An important note is that as a group, none of the mean scores for symptoms of anxiety or depression were at or above established clinical cut-off scores, which may reflect an ability to recover from such events. In contrast, these levels may also signify the important role medical staff plays in the examination of symptomatology. Without careful education and screening, individual children and adolescents presenting with subclinical symptoms to various health care centers may fail to obtain critical early intervention services. Left untreated, subclinical levels will either improve or progress to clinical levels over time, negatively impacting daily functioning. It becomes critical that medical professionals are able to identify early symptoms for appropriate referrals in addition to educating the families of these children about the potential long-term impact of such events. Given that the population was not clinically impaired at the time of the assessment, symptoms or concerns should ultimately be regularly monitored to ensure continued wellbeing. Follow up studies would be beneficial in order to examine chronic symptoms, preventative intervention targets, and outcomes.

In the future, examining co-morbid ASD and psychiatric symptomatology associated with specific types of acute, potentially traumatic events (e.g., violence, MVAs, acute medical events) may enhance our understanding of risks associated with specific types of injuries and increase our sensitivity to early identification and treatment of symptoms by injury type. As a follow up to Ellis’s 2009 study, it may also be beneficial to examine children’s appraisal of acute potentially traumatic events and concurrent psychiatric symptoms. In addition, examining group differences (e.g., acculturation) between English and Spanish speaking subsamples could inform future research on mental health outcomes in specific ethnic groups.

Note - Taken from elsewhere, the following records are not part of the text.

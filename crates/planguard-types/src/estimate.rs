use std::collections::BTreeMap;

use chrono::{DateTime, Utc};
use rust_decimal::Decimal;
use serde::{Deserialize, Serialize};

/// One cost line item, produced per processed component.
///
/// Symbolic drivers exist for explainability only: cost and confidence are
/// zero because pricing or mapping could not be resolved.
#[derive(Clone, Debug, Serialize, Deserialize)]
pub struct CostDriver {
    pub component_id: String,
    pub resource_address: String,
    pub service: String,
    pub product_family: String,
    pub region: String,
    pub description: String,

    pub monthly_cost_p50: Decimal,
    pub monthly_cost_p90: Decimal,
    pub unit_price: Decimal,
    pub quantity_p50: f64,
    pub quantity_p90: f64,
    pub unit: String,

    pub confidence: f64,
    pub carbon_kg_co2e: f64,

    /// Human-readable calculation, attached when requested
    #[serde(default, skip_serializing_if = "Option::is_none")]
    pub formula: Option<String>,

    pub symbolic: bool,
    #[serde(default, skip_serializing_if = "Option::is_none")]
    pub reason: Option<String>,

    /// Catalog snapshot that priced this driver
    #[serde(default, skip_serializing_if = "Option::is_none")]
    pub snapshot_id: Option<String>,
    #[serde(default, skip_serializing_if = "Option::is_none")]
    pub source: Option<String>,
}

impl CostDriver {
    /// A zero-cost placeholder for a component that could not be resolved.
    pub fn symbolic(
        component_id: impl Into<String>,
        resource_address: impl Into<String>,
        service: impl Into<String>,
        product_family: impl Into<String>,
        region: impl Into<String>,
        description: impl Into<String>,
        reason: impl Into<String>,
    ) -> Self {
        Self {
            component_id: component_id.into(),
            resource_address: resource_address.into(),
            service: service.into(),
            product_family: product_family.into(),
            region: region.into(),
            description: description.into(),
            monthly_cost_p50: Decimal::ZERO,
            monthly_cost_p90: Decimal::ZERO,
            unit_price: Decimal::ZERO,
            quantity_p50: 0.0,
            quantity_p90: 0.0,
            unit: String::new(),
            confidence: 0.0,
            carbon_kg_co2e: 0.0,
            formula: None,
            symbolic: true,
            reason: Some(reason.into()),
            snapshot_id: None,
            source: None,
        }
    }
}

/// An error recorded while estimating.
#[derive(Clone, Debug, Serialize, Deserialize)]
pub struct EstimationError {
    pub component_id: String,
    pub resource_address: String,
    pub message: String,
    /// Critical errors zero the aggregate totals
    pub critical: bool,
}

/// Reproducibility record: exactly which pricing state produced the result.
#[derive(Clone, Debug, Default, Serialize, Deserialize)]
pub struct AuditTrail {
    pub estimated_at: Option<DateTime<Utc>>,
    pub environment: String,
    pub pricing_alias: String,
    /// Effective time of the price lookups, when replaying history
    #[serde(default, skip_serializing_if = "Option::is_none")]
    pub effective_time: Option<DateTime<Utc>>,
    /// region -> snapshot id
    #[serde(default)]
    pub snapshots_used: BTreeMap<String, String>,
}

/// The complete output of one estimation run.
///
/// Fail-closed: whenever `incomplete` is true the totals are zero and the
/// aggregate confidence is zero; the driver breakdown is still present.
#[derive(Clone, Debug, Serialize, Deserialize)]
pub struct EstimationResult {
    pub total_cost_p50: Decimal,
    pub total_cost_p90: Decimal,
    pub hourly_cost_p50: Decimal,

    pub carbon_kg_co2e: f64,
    #[serde(default)]
    pub carbon_by_region: BTreeMap<String, f64>,

    /// Sorted by P50 cost descending, ties by resource address
    pub drivers: Vec<CostDriver>,

    pub confidence: f64,
    pub incomplete: bool,

    #[serde(default)]
    pub errors: Vec<EstimationError>,
    #[serde(default)]
    pub warnings: Vec<String>,

    pub audit_trail: AuditTrail,

    pub components_processed: usize,
    pub components_estimated: usize,
    pub components_symbolic: usize,
}

impl EstimationResult {
    /// A completed result over zero components: valid, fully confident.
    pub fn empty(environment: impl Into<String>, pricing_alias: impl Into<String>) -> Self {
        Self {
            total_cost_p50: Decimal::ZERO,
            total_cost_p90: Decimal::ZERO,
            hourly_cost_p50: Decimal::ZERO,
            carbon_kg_co2e: 0.0,
            carbon_by_region: BTreeMap::new(),
            drivers: Vec::new(),
            confidence: 1.0,
            incomplete: false,
            errors: Vec::new(),
            warnings: Vec::new(),
            audit_trail: AuditTrail {
                estimated_at: Some(Utc::now()),
                environment: environment.into(),
                pricing_alias: pricing_alias.into(),
                effective_time: None,
                snapshots_used: BTreeMap::new(),
            },
            components_processed: 0,
            components_estimated: 0,
            components_symbolic: 0,
        }
    }

    /// Whether any recorded error is critical.
    pub fn has_critical_errors(&self) -> bool {
        self.errors.iter().any(|e| e.critical)
    }
}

Given the wide age range of the current sample and that less than twelve percent of participants were under 10-years-old, additional research may be needed to examine the psychological effects of young children immediately following an acute, potentially traumatic event. Additionally, participants were geographically and ethnically diverse but were all recruited in urban settings that serve urban and suburban youth. We recognize that these findings may not generalize to more rural samples.

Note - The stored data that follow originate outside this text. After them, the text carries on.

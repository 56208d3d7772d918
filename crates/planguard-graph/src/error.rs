use thiserror::Error;

/// Graph construction errors.
#[derive(Debug, Error)]
pub enum GraphError {
    #[error("failed to parse plan document: {0}")]
    Parse(#[from] serde_json::Error),

    #[error("circular dependency detected at {0}")]
    CircularDependency(String),

    #[error("duplicate resource address: {0}")]
    DuplicateAddress(String),
}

To ensure comparability with established norms, we utilized standard instructions for the RCMAS and CDI, which inquire about functioning over the past 2 weeks, however the acute event may have occurred less than 2 weeks ago for some participants. As a result, we are unable to say with certainty whether these symptoms were newly occurring, were exacerbated by the potentially traumatic event or were pre-existing. Additional limitations include item overlap (i.e., arousal symptoms of acute stress include non-trauma specific symptoms such as irritability), and having a single source (child self-report) for all measures. Previous symptom levels and trauma histories were not obtained for all participants. Therefore, a relationship between pre-existing symptoms and acute stress cannot be established.

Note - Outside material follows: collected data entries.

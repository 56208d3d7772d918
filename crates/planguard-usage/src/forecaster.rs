use planguard_types::confidence;
use planguard_types::units::HOURS_PER_MONTH;
use planguard_types::{BillingComponent, BillingPeriod, ComponentKind, UsageForecast, UsageMode};
use tracing::trace;

use crate::profiles::{EnvironmentProfile, ProfileTable};
use crate::ForecastError;

/// Produces a [`UsageForecast`] per billing component.
///
/// Dispatch is on billing period first (how the component bills), then on
/// usage mode for hour-billed capacity.
pub struct Forecaster {
    profiles: ProfileTable,
}

impl Forecaster {
    pub fn new(profiles: ProfileTable) -> Self {
        Self { profiles }
    }

    pub fn profiles(&self) -> &ProfileTable {
        &self.profiles
    }

    pub fn forecast(
        &self,
        component: &BillingComponent,
        environment: &str,
    ) -> Result<UsageForecast, ForecastError> {
        let profile = self.profiles.get(environment)?;

        let forecast = match component.billing_period {
            BillingPeriod::Hourly => self.forecast_hours(component, profile),
            BillingPeriod::Monthly => self.forecast_capacity(component, profile),
            BillingPeriod::PerGigabyte => self.forecast_egress(component, profile),
            BillingPeriod::PerRequest => self.forecast_requests(component, profile),
        };
        trace!(
            component = %component.id,
            p50 = forecast.p50,
            p90 = forecast.p90,
            confidence = forecast.confidence,
            "forecast"
        );
        Ok(forecast)
    }

    /// Hour-billed capacity: duty cycle by usage mode.
    fn forecast_hours(
        &self,
        component: &BillingComponent,
        profile: &EnvironmentProfile,
    ) -> UsageForecast {
        let combined = combine(component.variance.confidence, profile.base_confidence);
        let mut forecast = UsageForecast {
            component_id: component.id.clone(),
            metric: "hours".to_string(),
            unit: "hours/month".to_string(),
            p50: 0.0,
            p90: 0.0,
            confidence: combined,
            assumptions: vec!["base-730-hours".to_string()],
        };

        match component.usage_mode {
            UsageMode::Reserved => {
                // Reserved capacity runs the full month, near-deterministically.
                forecast.p50 = HOURS_PER_MONTH;
                forecast.p90 = HOURS_PER_MONTH;
                forecast.confidence = confidence::HIGH;
                forecast = forecast.with_assumption("reserved-full-utilization");
            }
            UsageMode::Spot => {
                forecast.p50 = HOURS_PER_MONTH * 0.85;
                forecast.p90 = HOURS_PER_MONTH * 0.95;
                forecast.confidence = confidence::decay(combined, 1);
                forecast = forecast.with_assumption("spot-interruption-risk");
            }
            UsageMode::OnDemand | UsageMode::Provisioned => {
                forecast.p50 = HOURS_PER_MONTH * profile.utilization;
                forecast.p90 =
                    (forecast.p50 * profile.variance_factor).min(HOURS_PER_MONTH);
                forecast = forecast
                    .with_assumption(format!("utilization-{}", profile.name));
            }
        }
        forecast
    }

    /// Month-billed provisioned capacity: the size is the forecast.
    fn forecast_capacity(
        &self,
        component: &BillingComponent,
        profile: &EnvironmentProfile,
    ) -> UsageForecast {
        let size = component.variance.baseline;
        let (p50, p90, conf, metric, unit) = match component.kind {
            ComponentKind::Storage if component.usage_mode == UsageMode::Provisioned => (
                size,
                size * (1.0 + profile.growth_factor),
                confidence::HIGH,
                "gb_months",
                "GB-months",
            ),
            ComponentKind::Storage => {
                // Usage-billed object storage: wide prior, low confidence.
                let combined = combine(component.variance.confidence, profile.base_confidence);
                (
                    component.variance.p50 * profile.utilization,
                    component.variance.p90,
                    combined.clamp(0.3, 0.5),
                    "gb_months",
                    "GB-months",
                )
            }
            _ => (
                size,
                size,
                confidence::HIGH,
                "units",
                "units/month",
            ),
        };

        UsageForecast {
            component_id: component.id.clone(),
            metric: metric.to_string(),
            unit: unit.to_string(),
            p50,
            p90,
            confidence: conf,
            assumptions: vec!["provisioned-capacity".to_string()],
        }
    }

    /// Per-GB egress: environment-scaled baseline with explicitly high variance.
    fn forecast_egress(
        &self,
        component: &BillingComponent,
        profile: &EnvironmentProfile,
    ) -> UsageForecast {
        let p50 = profile.egress_baseline_gb * profile.utilization;
        let combined = combine(component.variance.confidence, profile.base_confidence);
        UsageForecast {
            component_id: component.id.clone(),
            metric: "gb_transfer".to_string(),
            unit: "GB/month".to_string(),
            p50,
            p90: p50 * 2.0,
            confidence: combined.clamp(confidence::FLOOR, confidence::LOW),
            assumptions: vec![
                "network-heuristic".to_string(),
                "high-variance".to_string(),
            ],
        }
    }

    /// Request-driven usage: environment-scaled baseline, confidence floored.
    fn forecast_requests(
        &self,
        component: &BillingComponent,
        profile: &EnvironmentProfile,
    ) -> UsageForecast {
        let combined = combine(component.variance.confidence, profile.base_confidence);
        UsageForecast {
            component_id: component.id.clone(),
            metric: "requests".to_string(),
            unit: "requests/month".to_string(),
            p50: profile.request_baseline * profile.utilization,
            p90: profile.request_baseline * profile.variance_factor,
            confidence: combined.max(confidence::FLOOR),
            assumptions: vec![
                "request-heuristic".to_string(),
                "requires-historical-data".to_string(),
            ],
        }
    }
}

/// Component-intrinsic and profile confidence combine by geometric mean so
/// the weaker signal dominates. A zero intrinsic score falls back to the
/// profile alone (the mapper seeded no prior).
fn combine(intrinsic: f64, profile_base: f64) -> f64 {
    if intrinsic <= 0.0 {
        return profile_base;
    }
    confidence::geometric_mean(&[intrinsic, profile_base])
}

These findings have critical implications for the screening and treatment of children after exposure to acute, potentially traumatic events. Examination of such relations can help professionals in a medical setting recognize children with acute symptoms that require support and possible clinical attention (Bryant et al., 2004, 2007; Dalgleish et al., 2008; Kassam-Adams, Marsac, & Cirilli, 2010; Kassam-Adams & Winston, 2004; Meiser-Stedman et al., 2005; Pailler et al., 2007). From a clinical and medical perspective, the knowledge of these comorbid symptoms may aid in serving the immediate psychological and physical needs of children and adolescents following an acute, potentially traumatic event in multiple settings (i.e., medical and mental health centers). Early and accurate screening may allow healthcare professionals to acutely intervene to support children’s psychological and physical recovery, while reducing the likelihood that acute mental health symptoms may become chronic.